Anyway, I hope we hire the telomerase researcher, he seems nice and his research is brilliant. I'm actually kind of surprised that a large grant recipient at an R1 institution is applying to our little State university; this guy is currently at Johns Hopkins and studied under the Nobel Prizewinner who discovered telomeres. If we get him, and with him his grants and doctoral students, it'd be a good sign that we're moving in the R1 direction, which would be nice if only so my Masters degree has a little more clout. At the moment hardly anyone even knows we do research here.



"I'm guessing it was January 2007, a meeting in Bethesda, we got a bag of bees and just started smashing them on the desk," Charles Wick said. "It was very complicated."


Freeky

Quote from: Faust on February 03, 2017, 12:09:30 PM
Most of the Math methods will take a double (what with needing all those tasty decimal points) and return a double. if you are doing any data manipulation before hand c# does a couple of funny things when handling multiplication and division with doubles and ints... for instance dividing a double by an int will give you back an int (losing all  the decimal information).

This is bad advice in general; but dealing with doubles wherever you can for calculations (even using Convert.ToDouble()) might avoid some issues here.

I'll keep that all in mind, thanks.

Quote from: P3nT4gR4m on February 03, 2017, 10:40:20 AM
Stick with it. Hacking has a ridiculously steep learning curve but the most important lesson you will ever learn is how to google the code snippet you're trying to write :lulz:

I figured as much.  It's otherwise a lot of fun!

Quote from: Mesozoic Mister Nigel on February 03, 2017, 04:38:59 PM
That is incredibly lame. The info you need should have been covered in either a handout or previous exercises.
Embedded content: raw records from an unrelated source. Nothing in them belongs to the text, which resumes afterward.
use std::rc::Rc;

use futures::{
  stream::{self, LocalBoxStream},
  Stream, StreamExt,
};
use tracing::{error, trace};

use crate::{
  error::RxError,
  observable::Observable,
  observer::Observer,
  shape::{AsyncIterable, ReadableStreamLike, StreamReader},
  subscriber::Subscriber,
  subscription::SubscriptionLike,
};

use super::from_future::spawn_driver;

/// Converts an async iterable to an observable sequence.
///
/// Every subscription asks the iterable for a fresh stream and drives it on a
/// local task, so the observable must be subscribed inside a
/// [`tokio::task::LocalSet`]; anywhere else the subscription errors with
/// [`RxError::NoLocalSet`]. Each value is emitted as it arrives; exhaustion
/// completes the observable and an `Err` item errors it.
///
/// The loop stops as soon as the subscriber is closed, including when the
/// consumer closes it while handling a value. Unsubscribing also drops the
/// stream at its current await point.
pub fn from_async_iterable<Item: 'static>(iterable: Rc<dyn AsyncIterable<Item>>) -> Observable<Item> {
  Observable::new(move |subscriber: &Subscriber<Item>| {
    spawn_driver(drive(iterable.async_iter(), subscriber.clone()))
  })
}

/// Converts a lock-based readable stream to an observable sequence.
///
/// Each subscription acquires its own reader and reads until the stream is
/// done. The reader's lock is released however the loop ends: exhaustion, a
/// read error or cancellation.
pub fn from_readable_stream<Item: 'static>(
  readable: Rc<dyn ReadableStreamLike<Item>>,
) -> Observable<Item> {
  from_async_iterable(Rc::new(move || reader_stream(readable.get_reader())))
}

async fn drive<Item>(
  values: LocalBoxStream<'static, Result<Item, RxError>>,
  subscriber: Subscriber<Item>,
) -> Result<(), RxError> {
  let driven = pump(values, &subscriber).await;
  if let Err(err) = &driven {
    error!(error = %err, "async iteration stopped by its consumer");
    subscriber.abandon();
  }
  driven
}

async fn pump<Item>(
  mut values: LocalBoxStream<'static, Result<Item, RxError>>,
  subscriber: &Subscriber<Item>,
) -> Result<(), RxError> {
  while !subscriber.is_closed() {
    match values.next().await {
      Some(Ok(value)) => subscriber.next(value)?,
      Some(Err(err)) => return subscriber.error(err),
      None => return subscriber.complete(),
    }
  }
  Ok(())
}

struct ReaderGuard<Item>(Box<dyn StreamReader<Item>>);

impl<Item> Drop for ReaderGuard<Item> {
  fn drop(&mut self) {
    self.0.release_lock();
    trace!("stream reader released");
  }
}

fn reader_stream<Item: 'static>(
  reader: Box<dyn StreamReader<Item>>,
) -> impl Stream<Item = Result<Item, RxError>> {
  stream::unfold(Some(ReaderGuard(reader)), |guard| async move {
    let mut guard = guard?;
    let read = guard.0.read().await;
    match read {
      Ok(Some(value)) => Some((Ok(value), Some(guard))),
      Ok(None) => None,
      // The error ends the stream; the reader is released right away.
      Err(err) => Some((Err(err), None)),
    }
  })
}

#[cfg(test)]
mod tests {
  use std::{
    cell::{Cell, RefCell},
    collections::VecDeque,
    rc::Rc,
  };

  use futures::{channel::oneshot, future::LocalBoxFuture, FutureExt, StreamExt};

  use crate::prelude::*;

  async fn settle() {
    for _ in 0..16 {
      tokio::task::yield_now().await;
    }
  }

  fn recorder(log: &Rc<RefCell<Vec<String>>>) -> ConsumerObserver<i32> {
    let (n, e, c) = (log.clone(), log.clone(), log.clone());
    ConsumerObserver::new()
      .on_next(move |v| n.borrow_mut().push(format!("next({v})")))
      .on_error(move |err| e.borrow_mut().push(format!("error({err})")))
      .on_complete(move || c.borrow_mut().push("complete".to_owned()))
  }

  #[derive(Default)]
  struct LockState {
    locked: Cell<bool>,
    releases: Cell<usize>,
  }

  struct FakeReader {
    values: VecDeque<Result<i32, RxError>>,
    state: Rc<LockState>,
  }

  impl StreamReader<i32> for FakeReader {
    fn read(&mut self) -> LocalBoxFuture<'_, Result<Option<i32>, RxError>> {
      let next = self.values.pop_front().transpose();
      async move {
        tokio::task::yield_now().await;
        next
      }
      .boxed_local()
    }

    fn release_lock(&mut self) {
      self.state.locked.set(false);
      self.state.releases.set(self.state.releases.get() + 1);
    }
  }

  struct FakeReadable {
    values: Vec<Result<i32, RxError>>,
    state: Rc<LockState>,
  }

  impl ReadableStreamLike<i32> for FakeReadable {
    fn get_reader(&self) -> Box<dyn StreamReader<i32>> {
      self.state.locked.set(true);
      Box::new(FakeReader { values: self.values.iter().cloned().collect(), state: self.state.clone() })
    }
  }

  #[rxcore_macro::test]
  async fn async_iterable_emits_then_completes() {
    let log = Rc::new(RefCell::new(vec![]));
    let iterable = || futures::stream::iter([Ok::<i32, RxError>(1), Ok(2), Ok(3)]);
    observable::from_async_iterable(Rc::new(iterable)).subscribe(recorder(&log)).unwrap();

    assert!(log.borrow().is_empty());
    settle().await;
    assert_eq!(*log.borrow(), ["next(1)", "next(2)", "next(3)", "complete"]);
  }

  #[rxcore_macro::test]
  async fn async_iterable_error_item_errors_the_stream() {
    let log = Rc::new(RefCell::new(vec![]));
    let iterable = || futures::stream::iter([Ok(1), Err(RxError::msg("broken")), Ok(2)]);
    observable::from_async_iterable(Rc::new(iterable)).subscribe(recorder(&log)).unwrap();

    settle().await;
    assert_eq!(*log.borrow(), ["next(1)", "error(broken)"]);
  }

  #[rxcore_macro::test]
  async fn async_iterable_stops_when_consumer_unsubscribes() {
    let pulled = Rc::new(Cell::new(0));
    let c_pulled = pulled.clone();
    let iterable = move || {
      let c_pulled = c_pulled.clone();
      futures::stream::iter(1..=4).map(move |v| {
        c_pulled.set(c_pulled.get() + 1);
        Ok::<i32, RxError>(v)
      })
    };

    let values = Rc::new(RefCell::new(vec![]));
    let slot: Rc<RefCell<Option<Subscriber<i32>>>> = Rc::default();
    let (c_values, c_slot) = (values.clone(), slot.clone());
    let subscriber = Subscriber::new(ConsumerObserver::new().on_next(move |v: i32| {
      c_values.borrow_mut().push(v);
      if v == 2 {
        if let Some(me) = c_slot.borrow().as_ref() {
          me.unsubscribe().unwrap();
        }
      }
    }));
    *slot.borrow_mut() = Some(subscriber.clone());

    observable::from_async_iterable(Rc::new(iterable)).subscribe(subscriber).unwrap();
    settle().await;

    assert_eq!(*values.borrow(), [1, 2]);
    assert_eq!(pulled.get(), 2);
    slot.borrow_mut().take();
  }

  #[rxcore_macro::test]
  async fn raising_consumer_closes_the_subscriber() {
    let state = Rc::new(LockState::default());
    let readable = FakeReadable { values: vec![Ok(1), Ok(2)], state: state.clone() };
    let subscriber = from(ObservableInput::new().with_readable_stream(readable))
      .unwrap()
      .subscribe(ConsumerObserver::new().try_on_next(|_| Err(RxError::msg("no"))))
      .unwrap();

    settle().await;
    assert!(subscriber.is_closed());
    assert_eq!(state.releases.get(), 1);
  }

  #[rxcore_macro::test]
  fn async_iterable_without_a_local_set_is_an_error() {
    let iterable = || futures::stream::iter([Ok::<i32, RxError>(1)]);
    let err = observable::from_async_iterable(Rc::new(iterable)).subscribe(|_| {}).unwrap_err();
    assert!(matches!(err, RxError::NoLocalSet));
  }

  #[rxcore_macro::test]
  async fn readable_stream_reads_until_done_and_releases() {
    let state = Rc::new(LockState::default());
    let readable = FakeReadable { values: vec![Ok(1), Ok(2)], state: state.clone() };
    let log = Rc::new(RefCell::new(vec![]));
    let (tx, rx) = oneshot::channel::<()>();
    let tx = RefCell::new(Some(tx));
    let c_log = log.clone();
    let observer = recorder(&log).on_complete(move || {
      c_log.borrow_mut().push("complete".to_owned());
      if let Some(tx) = tx.borrow_mut().take() {
        let _ = tx.send(());
      }
    });

    from(ObservableInput::new().with_readable_stream(readable)).unwrap().subscribe(observer).unwrap();
    assert!(state.locked.get());
    rx.await.unwrap();

    assert_eq!(*log.borrow(), ["next(1)", "next(2)", "complete"]);
    assert!(!state.locked.get());
    assert_eq!(state.releases.get(), 1);
  }

  #[rxcore_macro::test]
  async fn readable_stream_read_error_releases_the_reader() {
    let state = Rc::new(LockState::default());
    let readable =
      FakeReadable { values: vec![Ok(1), Err(RxError::msg("read failed")), Ok(2)], state: state.clone() };
    let log = Rc::new(RefCell::new(vec![]));
    from(ObservableInput::new().with_readable_stream(readable)).unwrap().subscribe(recorder(&log)).unwrap();

    settle().await;
    assert_eq!(*log.borrow(), ["next(1)", "error(read failed)"]);
    assert_eq!(state.releases.get(), 1);
  }

  #[rxcore_macro::test]
  async fn readable_stream_released_on_early_cancel() {
    let state = Rc::new(LockState::default());
    let readable = FakeReadable { values: vec![Ok(1), Ok(2), Ok(3)], state: state.clone() };
    let log = Rc::new(RefCell::new(vec![]));
    let subscriber = from(ObservableInput::new().with_readable_stream(readable))
      .unwrap()
      .subscribe(recorder(&log))
      .unwrap();

    subscriber.unsubscribe().unwrap();
    settle().await;

    assert!(log.borrow().is_empty());
    assert!(!state.locked.get());
    assert_eq!(state.releases.get(), 1);
  }
}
Giving you an assignment that requires knowledge he hasn't taught  you yet is some super-shitty teaching.

Yeah.  So glad I didn't have to pay for this shit.

Freeky

Quote from: Mesozoic Mister Nigel on February 03, 2017, 04:52:56 PM
So, just a funny coincidence.

The biology department is currently on a search, so yesterday the grad students were turned loose on one of the interviewees. Seems like a super nice guy, but the interesting part is that he is the scientist who does the telomerase research that one lunatic in Spokane is obsessed with... you know the guy who got national news coverage because he was kicked out of a Starbucks for hitting on the 16-year-old barista? The guy who writes crazy screeds about how Millennial women are bigots because they won't date him? Poor thing has become the laughingstock of the Internet, but he's really just a sad, homeless schizophrenic who needs help.

Anyway, I hope we hire the telomerase researcher, he seems nice and his research is brilliant. I'm actually kind of surprised that a large grant recipient at an R1 institution is applying to our little State university; this guy is currently at Johns Hopkins and studied under the Nobel Prizewinner who discovered telomeres. If we get him, and with him his grants and doctoral students, it'd be a good sign that we're moving in the R1 direction, which would be nice if only so my Masters degree has a little more clout. At the moment hardly anyone even knows we do research here.

That sounds super cool, I hope you get him!